Tailoring patchy nanoparticle design to modulate serum albumin adsorption and membrane interaction.

When nanoparticles (NPs) enter into the biological system, a wide range of proteins will coat on their surfaces forming protein corona, which changes the initial synthetic characteristics of NPs to the biological identity, resulting in the loss of their targets or specially designed properties. Although pre-coating with proteins would reduce the protein corona formation, they may diminish the targeting moieties in the transport process. Patchy NPs can offer unique advantages of asymmetry, heterogeneity, and multi-functions. This has inspired us to use the asymmetry to realize the versatility of NPs, to accommodate stealth and targeting functions. In this study, we performed molecular dynamics simulations to investigate the adsorption mechanism between patchy NPs and human serum albumin, and the interaction mechanism between NP-HSA and the membrane.

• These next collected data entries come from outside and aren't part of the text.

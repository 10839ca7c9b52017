//! Shared frame model and protobuf codec for the pixelboard realtime channel.
//!
//! This crate owns the wire representation used by both the `server` relay
//! and the `pixelboard` engine. Payloads are typed (cell, presence, roster,
//! error) rather than free-form, so both ends agree on the exact fields of
//! every event without a JSON detour.

use std::time::{SystemTime, UNIX_EPOCH};

use prost::Message;
use serde::{Deserialize, Serialize};

/// Well-known syscall names.
pub mod syscall {
    /// Server greeting sent once per connection.
    pub const SESSION_CONNECTED: &str = "session:connected";
    /// Authoritative cell record after a successful write.
    pub const CELL_CHANGED: &str = "cell:changed";
    /// A user became present.
    pub const PRESENCE_JOIN: &str = "presence:join";
    /// A user left.
    pub const PRESENCE_LEAVE: &str = "presence:leave";
    /// Full roster snapshot.
    pub const PRESENCE_SYNC: &str = "presence:sync";
    /// Client announcement of its own presence.
    pub const PRESENCE_HEARTBEAT: &str = "presence:heartbeat";
    /// Server complaint about an inbound frame it could not route.
    pub const GATEWAY_ERROR: &str = "gateway:error";
}

/// Broadcast topics.
pub mod topic {
    pub const CELLS: &str = "cells";
    pub const PRESENCE: &str = "presence";
}

/// Error returned by [`decode_frame`].
#[derive(Debug, thiserror::Error)]
pub enum CodecError {
    /// The raw bytes could not be decoded as a protobuf `WireFrame`.
    #[error("failed to decode protobuf frame: {0}")]
    Decode(#[from] prost::DecodeError),
    /// The `status` integer on the wire does not map to a known [`Status`] variant.
    #[error("invalid frame status: {0}")]
    InvalidStatus(i32),
}

/// Lifecycle status of a frame in a request/response exchange.
#[derive(Clone, Copy, Debug, PartialEq, Eq, Serialize, Deserialize)]
#[serde(rename_all = "lowercase")]
pub enum Status {
    /// Request or unsolicited event.
    Request,
    /// Error response to a request.
    Error,
}

impl Status {
    fn as_wire(self) -> WireFrameStatus {
        match self {
            Self::Request => WireFrameStatus::Request,
            Self::Error => WireFrameStatus::Error,
        }
    }

    fn from_wire(value: i32) -> Result<Self, CodecError> {
        match WireFrameStatus::try_from(value) {
            Ok(WireFrameStatus::Request) => Ok(Self::Request),
            Ok(WireFrameStatus::Error) => Ok(Self::Error),
            Err(_) => Err(CodecError::InvalidStatus(value)),
        }
    }
}

// =============================================================================
// PAYLOADS
// =============================================================================

/// One cell record as carried on the wire. Unvalidated: the color is raw text.
#[derive(Clone, Debug, PartialEq, Eq, Serialize, Deserialize)]
pub struct CellPayload {
    pub x: i64,
    pub y: i64,
    pub color: String,
    pub revision: u64,
    pub author: Option<String>,
}

/// One presence roster entry.
#[derive(Clone, Debug, PartialEq, Eq, Serialize, Deserialize)]
pub struct PresencePayload {
    pub user_id: String,
    pub email: String,
    /// Milliseconds since the Unix epoch when the server last saw this user.
    pub seen_at: i64,
}

/// Structured error carried by `Status::Error` frames.
#[derive(Clone, Debug, PartialEq, Eq, Serialize, Deserialize)]
pub struct ErrorPayload {
    /// Grepable error code, e.g. `"E_INVALID_CELL"`.
    pub code: String,
    pub message: String,
    pub retryable: bool,
}

/// Typed frame body.
#[derive(Clone, Debug, Default, PartialEq, Eq, Serialize, Deserialize)]
#[serde(tag = "kind", content = "value", rename_all = "snake_case")]
pub enum Payload {
    #[default]
    Empty,
    Cell(CellPayload),
    Presence(PresencePayload),
    Roster(Vec<PresencePayload>),
    Error(ErrorPayload),
}

// =============================================================================
// FRAME
// =============================================================================

/// A single message on the realtime wire protocol.
#[derive(Clone, Debug, PartialEq, Serialize, Deserialize)]
pub struct Frame {
    /// Unique identifier for this frame (UUID string).
    pub id: String,
    /// ID of the request frame this is responding to, if any.
    pub parent_id: Option<String>,
    /// Milliseconds since the Unix epoch when the frame was created.
    pub ts: i64,
    /// Broadcast topic (`cells` or `presence`), if any.
    pub topic: Option<String>,
    /// Sender identifier (user ID or system label).
    pub from: Option<String>,
    /// Namespaced operation name, e.g. `"cell:changed"`.
    pub syscall: String,
    /// Lifecycle position of the frame.
    pub status: Status,
    pub payload: Payload,
}

/// Current time as milliseconds since the Unix epoch.
#[must_use]
pub fn now_ms() -> i64 {
    let Ok(dur) = SystemTime::now().duration_since(UNIX_EPOCH) else {
        return 0;
    };
    i64::try_from(dur.as_millis()).unwrap_or(0)
}

impl Frame {
    /// Create a request (or unsolicited event) frame.
    pub fn request(syscall: impl Into<String>, payload: Payload) -> Self {
        Self {
            id: uuid::Uuid::new_v4().to_string(),
            parent_id: None,
            ts: now_ms(),
            topic: None,
            from: None,
            syscall: syscall.into(),
            status: Status::Request,
            payload,
        }
    }

    /// Create a structured error response. Inherits `topic` and `syscall`.
    #[must_use]
    pub fn error(&self, code: &str, message: impl Into<String>, retryable: bool) -> Self {
        Self {
            id: uuid::Uuid::new_v4().to_string(),
            parent_id: Some(self.id.clone()),
            ts: now_ms(),
            topic: self.topic.clone(),
            from: None,
            syscall: self.syscall.clone(),
            status: Status::Error,
            payload: Payload::Error(ErrorPayload { code: code.to_owned(), message: message.into(), retryable }),
        }
    }

    #[must_use]
    pub fn with_topic(mut self, topic: impl Into<String>) -> Self {
        self.topic = Some(topic.into());
        self
    }

    #[must_use]
    pub fn with_from(mut self, from: impl Into<String>) -> Self {
        self.from = Some(from.into());
        self
    }
}

// =============================================================================
// CODEC
// =============================================================================

/// Encode a frame into protobuf bytes.
#[must_use]
pub fn encode_frame(frame: &Frame) -> Vec<u8> {
    let wire = frame_to_wire(frame);
    // `encode_to_vec` sizes the buffer up front and cannot fail.
    wire.encode_to_vec()
}

/// Decode protobuf bytes into a frame.
///
/// # Errors
///
/// Returns [`CodecError::Decode`] for malformed bytes and
/// [`CodecError::InvalidStatus`] for out-of-range status values.
pub fn decode_frame(bytes: &[u8]) -> Result<Frame, CodecError> {
    let wire = WireFrame::decode(bytes)?;
    wire_to_frame(wire)
}

fn frame_to_wire(frame: &Frame) -> WireFrame {
    WireFrame {
        id: frame.id.clone(),
        parent_id: frame.parent_id.clone(),
        ts: frame.ts,
        topic: frame.topic.clone(),
        from: frame.from.clone(),
        syscall: frame.syscall.clone(),
        status: frame.status.as_wire() as i32,
        payload: payload_to_wire(&frame.payload),
    }
}

fn wire_to_frame(wire: WireFrame) -> Result<Frame, CodecError> {
    Ok(Frame {
        id: wire.id,
        parent_id: wire.parent_id,
        ts: wire.ts,
        topic: wire.topic,
        from: wire.from,
        syscall: wire.syscall,
        status: Status::from_wire(wire.status)?,
        payload: wire.payload.map_or(Payload::Empty, wire_to_payload),
    })
}

fn payload_to_wire(payload: &Payload) -> Option<WirePayload> {
    match payload {
        Payload::Empty => None,
        Payload::Cell(cell) => Some(WirePayload::Cell(WireCell {
            x: cell.x,
            y: cell.y,
            color: cell.color.clone(),
            revision: cell.revision,
            author: cell.author.clone(),
        })),
        Payload::Presence(entry) => Some(WirePayload::Presence(presence_to_wire(entry))),
        Payload::Roster(entries) => Some(WirePayload::Roster(WireRoster {
            users: entries.iter().map(presence_to_wire).collect(),
        })),
        Payload::Error(err) => Some(WirePayload::Error(WireError {
            code: err.code.clone(),
            message: err.message.clone(),
            retryable: err.retryable,
        })),
    }
}

fn wire_to_payload(wire: WirePayload) -> Payload {
    match wire {
        WirePayload::Cell(cell) => Payload::Cell(CellPayload {
            x: cell.x,
            y: cell.y,
            color: cell.color,
            revision: cell.revision,
            author: cell.author,
        }),
        WirePayload::Presence(entry) => Payload::Presence(wire_to_presence(entry)),
        WirePayload::Roster(roster) => Payload::Roster(roster.users.into_iter().map(wire_to_presence).collect()),
        WirePayload::Error(err) => Payload::Error(ErrorPayload {
            code: err.code,
            message: err.message,
            retryable: err.retryable,
        }),
    }
}

fn presence_to_wire(entry: &PresencePayload) -> WirePresence {
    WirePresence { user_id: entry.user_id.clone(), email: entry.email.clone(), seen_at: entry.seen_at }
}

fn wire_to_presence(wire: WirePresence) -> PresencePayload {
    PresencePayload { user_id: wire.user_id, email: wire.email, seen_at: wire.seen_at }
}

#[derive(Clone, PartialEq, Message)]
struct WireFrame {
    #[prost(string, tag = "1")]
    id: String,
    #[prost(string, optional, tag = "2")]
    parent_id: Option<String>,
    #[prost(int64, tag = "3")]
    ts: i64,
    #[prost(string, optional, tag = "4")]
    topic: Option<String>,
    #[prost(string, optional, tag = "5")]
    from: Option<String>,
    #[prost(string, tag = "6")]
    syscall: String,
    #[prost(enumeration = "WireFrameStatus", tag = "7")]
    status: i32,
    #[prost(oneof = "WirePayload", tags = "8, 9, 10, 11")]
    payload: Option<WirePayload>,
}

#[derive(Clone, PartialEq, prost::Oneof)]
enum WirePayload {
    #[prost(message, tag = "8")]
    Cell(WireCell),
    #[prost(message, tag = "9")]
    Presence(WirePresence),
    #[prost(message, tag = "10")]
    Roster(WireRoster),
    #[prost(message, tag = "11")]
    Error(WireError),
}

#[derive(Clone, PartialEq, Message)]
struct WireCell {
    #[prost(sint64, tag = "1")]
    x: i64,
    #[prost(sint64, tag = "2")]
    y: i64,
    #[prost(string, tag = "3")]
    color: String,
    #[prost(uint64, tag = "4")]
    revision: u64,
    #[prost(string, optional, tag = "5")]
    author: Option<String>,
}

#[derive(Clone, PartialEq, Message)]
struct WirePresence {
    #[prost(string, tag = "1")]
    user_id: String,
    #[prost(string, tag = "2")]
    email: String,
    #[prost(int64, tag = "3")]
    seen_at: i64,
}

#[derive(Clone, PartialEq, Message)]
struct WireRoster {
    #[prost(message, repeated, tag = "1")]
    users: Vec<WirePresence>,
}

#[derive(Clone, PartialEq, Message)]
struct WireError {
    #[prost(string, tag = "1")]
    code: String,
    #[prost(string, tag = "2")]
    message: String,
    #[prost(bool, tag = "3")]
    retryable: bool,
}

#[derive(Clone, Copy, Debug, PartialEq, Eq, prost::Enumeration)]
#[repr(i32)]
enum WireFrameStatus {
    Request = 0,
    Error = 2,
}

#[cfg(test)]
#[path = "lib_test.rs"]
mod tests;
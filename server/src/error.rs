//! Grepable error codes shared by HTTP replies and error frames.

use axum::Json;
use axum::http::StatusCode;
use axum::response::{IntoResponse, Response};
use serde::Serialize;

/// Trait for errors that carry a grepable code and a retry hint.
pub trait ErrorCode: std::fmt::Display {
    fn error_code(&self) -> &'static str;

    fn retryable(&self) -> bool {
        false
    }
}

/// JSON body of every non-2xx API reply.
#[derive(Debug, Serialize)]
pub struct ErrorBody {
    pub code: &'static str,
    pub message: String,
}

impl ErrorBody {
    pub fn from_error(err: &impl ErrorCode) -> Self {
        Self { code: err.error_code(), message: err.to_string() }
    }
}

/// Pair an error with the HTTP status it maps to.
pub fn error_response(status: StatusCode, err: &impl ErrorCode) -> Response {
    (status, Json(ErrorBody::from_error(err))).into_response()
}

/// Error reply frame for a failed request.
#[must_use]
pub fn error_frame(req: &frames::Frame, err: &impl ErrorCode) -> frames::Frame {
    req.error(err.error_code(), err.to_string(), err.retryable())
}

The results show that there is a high probability for HSA to interact with the hydrophobic, or charged brushes of patchy NPs. The adsorption sites, as calculated through the contact probability between NPs and the residues, depend on the NP surface properties. Furthermore, the HSA adsorption on NPs could improve the NP-membrane interaction. The simulation results provide deep understanding of the NP interaction mechanism, which would help the NP design for their biomedical applications.